Question 3: Annual Gross Salary


  • Question 4: Annual Retirement Contribution
-
  • =  Question 5:  Annual Taxable Income
=
  • Question 6: Annual Maryland State Tax (based on Question 5)
-
  • Question 7: Annual Federal Tax (based on Question 5)
-
  • Question 8: Annual Social Security Contribution (based on Question 3)
-
  • Question 9: Annual Medicare Contribution (based on Question 3)
-

  • 11)Your take-home pay is also referred to as net income. Deduct your retirement, taxes, and contributions from your gross salary. What is this amount?

  • 12)The amount in question eleven is your annual net income. Divide that amount by twelve to express this as a monthly figure.

  • 13)Some financial advisors recommend that your monthly mortgage payment be no higher than 28% of your monthly net income. What is 28% of your monthly net income, as determined in question twelve? This is the estimated amount you can afford per month for a mortgage.

  • 14)We can calculate how much of a house you can afford using the loan formula. In question thirteen, you determined the monthly mortgage payment you can afford.
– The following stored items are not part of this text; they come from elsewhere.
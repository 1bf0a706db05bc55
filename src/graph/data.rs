use crate::model::{ConfigDocument, Plugin, Route, Service};
use serde::Serialize;
use std::collections::HashMap;

/// What a node stands for. Determines its id prefix, style class and shape.
#[derive(Debug, Clone, Copy, PartialEq, Eq, Serialize)]
#[serde(rename_all = "snake_case")]
pub enum NodeKind {
    GlobalPlugin,
    Service,
    ServicePlugin,
    Route,
    RoutePlugin,
}

impl NodeKind {
    pub fn prefix(self) -> &'static str {
        match self {
            NodeKind::GlobalPlugin => "global_plugin_",
            NodeKind::Service => "service_",
            NodeKind::ServicePlugin => "service_plugin_",
            NodeKind::Route => "route_",
            NodeKind::RoutePlugin => "route_plugin_",
        }
    }

    /// Style class name used by renderers.
    pub fn class(self) -> &'static str {
        match self {
            NodeKind::Service => "service",
            NodeKind::Route => "route",
            NodeKind::GlobalPlugin | NodeKind::ServicePlugin | NodeKind::RoutePlugin => "plugin",
        }
    }
}

#[derive(Debug, Clone, PartialEq, Serialize)]
pub struct GraphNode {
    pub id: String,
    pub label: String,
    pub kind: NodeKind,
}

/// Containment edge: owner → owned.
#[derive(Debug, Clone, PartialEq, Serialize)]
pub struct GraphEdge {
    pub from: String,
    pub to: String,
}

/// One service with everything attached to it.
#[derive(Debug, Clone, Serialize)]
pub struct ServiceCluster {
    pub service: String,
    pub nodes: Vec<GraphNode>,
    pub edges: Vec<GraphEdge>,
}

/// The original entity behind a node.
#[derive(Debug, Clone, PartialEq, Serialize)]
#[serde(untagged)]
pub enum NodeEntity {
    Service(Service),
    Route(Route),
    Plugin(Plugin),
}

#[derive(Debug, Clone, PartialEq, Serialize)]
pub struct NodeDetail {
    pub title: String,
    pub entity: NodeEntity,
}

/// Containment graph of a document plus a lookup table from node id to the
/// entity the node was built from.
///
/// Ids are derived from sanitized names, so distinct names can map to the
/// same id. Such collisions are not resolved: the node list keeps both nodes
/// and the lookup table keeps whichever entity was processed last.
#[derive(Debug, Clone, Default, Serialize)]
pub struct ConfigGraph {
    pub global_plugins: Vec<GraphNode>,
    pub clusters: Vec<ServiceCluster>,
    #[serde(skip)]
    node_map: HashMap<String, NodeDetail>,
}

impl ConfigGraph {
    pub fn build(doc: &ConfigDocument) -> Self {
        let mut graph = ConfigGraph::default();

        for plugin in &doc.plugins {
            let node = graph.register(
                NodeKind::GlobalPlugin,
                &[plugin.name.as_str()],
                format!("Global: {}", plugin.name),
                format!("Global Plugin: {}", plugin.name),
                NodeEntity::Plugin(plugin.clone()),
            );
            graph.global_plugins.push(node);
        }

        for service in &doc.services {
            let cluster = graph.build_cluster(service);
            graph.clusters.push(cluster);
        }

        graph
    }

    fn build_cluster(&mut self, service: &Service) -> ServiceCluster {
        let mut nodes = Vec::new();
        let mut edges = Vec::new();

        let service_node = self.register(
            NodeKind::Service,
            &[service.name.as_str()],
            service.name.clone(),
            format!("Service: {}", service.name),
            NodeEntity::Service(service.clone()),
        );
        let service_id = service_node.id.clone();
        nodes.push(service_node);

        for plugin in &service.plugins {
            let node = self.register(
                NodeKind::ServicePlugin,
                &[service.name.as_str(), plugin.name.as_str()],
                plugin.name.clone(),
                format!("Plugin: {} on {}", plugin.name, service.name),
                NodeEntity::Plugin(plugin.clone()),
            );
            edges.push(GraphEdge {
                from: service_id.clone(),
                to: node.id.clone(),
            });
            nodes.push(node);
        }

        for route in &service.routes {
            let route_node = self.register(
                NodeKind::Route,
                &[service.name.as_str(), route.name.as_str()],
                format!("Route: {}", route.name),
                format!("Route: {}", route.name),
                NodeEntity::Route(route.clone()),
            );
            let route_id = route_node.id.clone();
            edges.push(GraphEdge {
                from: service_id.clone(),
                to: route_id.clone(),
            });
            nodes.push(route_node);

            for plugin in &route.plugins {
                let node = self.register(
                    NodeKind::RoutePlugin,
                    &[service.name.as_str(), route.name.as_str(), plugin.name.as_str()],
                    plugin.name.clone(),
                    format!("Plugin: {} on {}", plugin.name, route.name),
                    NodeEntity::Plugin(plugin.clone()),
                );
                edges.push(GraphEdge {
                    from: route_id.clone(),
                    to: node.id.clone(),
                });
                nodes.push(node);
            }
        }

        ServiceCluster {
            service: service.name.clone(),
            nodes,
            edges,
        }
    }

    fn register(
        &mut self,
        kind: NodeKind,
        names: &[&str],
        label: String,
        title: String,
        entity: NodeEntity,
    ) -> GraphNode {
        let id = node_id(kind, names);
        self.node_map.insert(id.clone(), NodeDetail { title, entity });
        GraphNode { id, label, kind }
    }

    /// Entity behind a node id, if any.
    pub fn node(&self, id: &str) -> Option<&NodeDetail> {
        self.node_map.get(id)
    }

    /// All nodes in build order, duplicates included.
    pub fn nodes(&self) -> impl Iterator<Item = &GraphNode> {
        self.global_plugins
            .iter()
            .chain(self.clusters.iter().flat_map(|c| c.nodes.iter()))
    }

    pub fn edges(&self) -> impl Iterator<Item = &GraphEdge> {
        self.clusters.iter().flat_map(|c| c.edges.iter())
    }

    pub fn is_empty(&self) -> bool {
        self.global_plugins.is_empty() && self.clusters.is_empty()
    }

    /// Number of distinct ids in the lookup table.
    pub fn distinct_nodes(&self) -> usize {
        self.node_map.len()
    }
}

/// Build a node id from a role prefix and the sanitized names of the entity
/// and its owners, joined by `_`.
pub fn node_id(kind: NodeKind, names: &[&str]) -> String {
    let sanitized: Vec<String> = names.iter().map(|n| sanitize(n)).collect();
    format!("{}{}", kind.prefix(), sanitized.join("_"))
}

/// Replace every character outside `[A-Za-z0-9_]` with `_`.
pub fn sanitize(name: &str) -> String {
    name.chars()
        .map(|c| if c.is_ascii_alphanumeric() || c == '_' { c } else { '_' })
        .collect()
}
Using this value for the regular monthly payment to calculate the present value (P), assuming you receive a 30-year mortgage (loan) with an annual interest rate of 3.25% with monthly compounding. (Note: This rate is realistic for a mortgage initiated in November 2021.)

  • 15)We have seen a lot of money taken from us so far! In all honesty, your monthly mortgage payment calculated previously is a lie! Monthly mortgage payments often include property taxes. Assuming you purchase a home in Baltimore County, you are required to pay 1.1% of your home value in property taxes per year. What is 1.1% of your home value, as determined in question fourteen?

  • 16)Using the amount calculated in the question fifteen, what is your monthly property tax payment?

  • 17)Mortgage payments often include property insurance payments too. The bank wants to ensure you are paying for property insurance in the event of a crisis. If you are quoted a price of $900 per year for a property insurance payment, what is your monthly property insurance payment?

  • 18)Add the amounts calculated in questions sixteen and seventeen to your monthly payment in question thirteen. This is your realistic monthly mortgage payment.

  • 19)Research a house that you can afford in Baltimore County.  Cite the house and include this research in your response to the next question.

  • 20)In at least three paragraphs, summarize what you’ve learned while completing this project. Have any decisions regarding your future financial plans changed? Are there financial elements, not addressed within this project that may impact your future financial plans?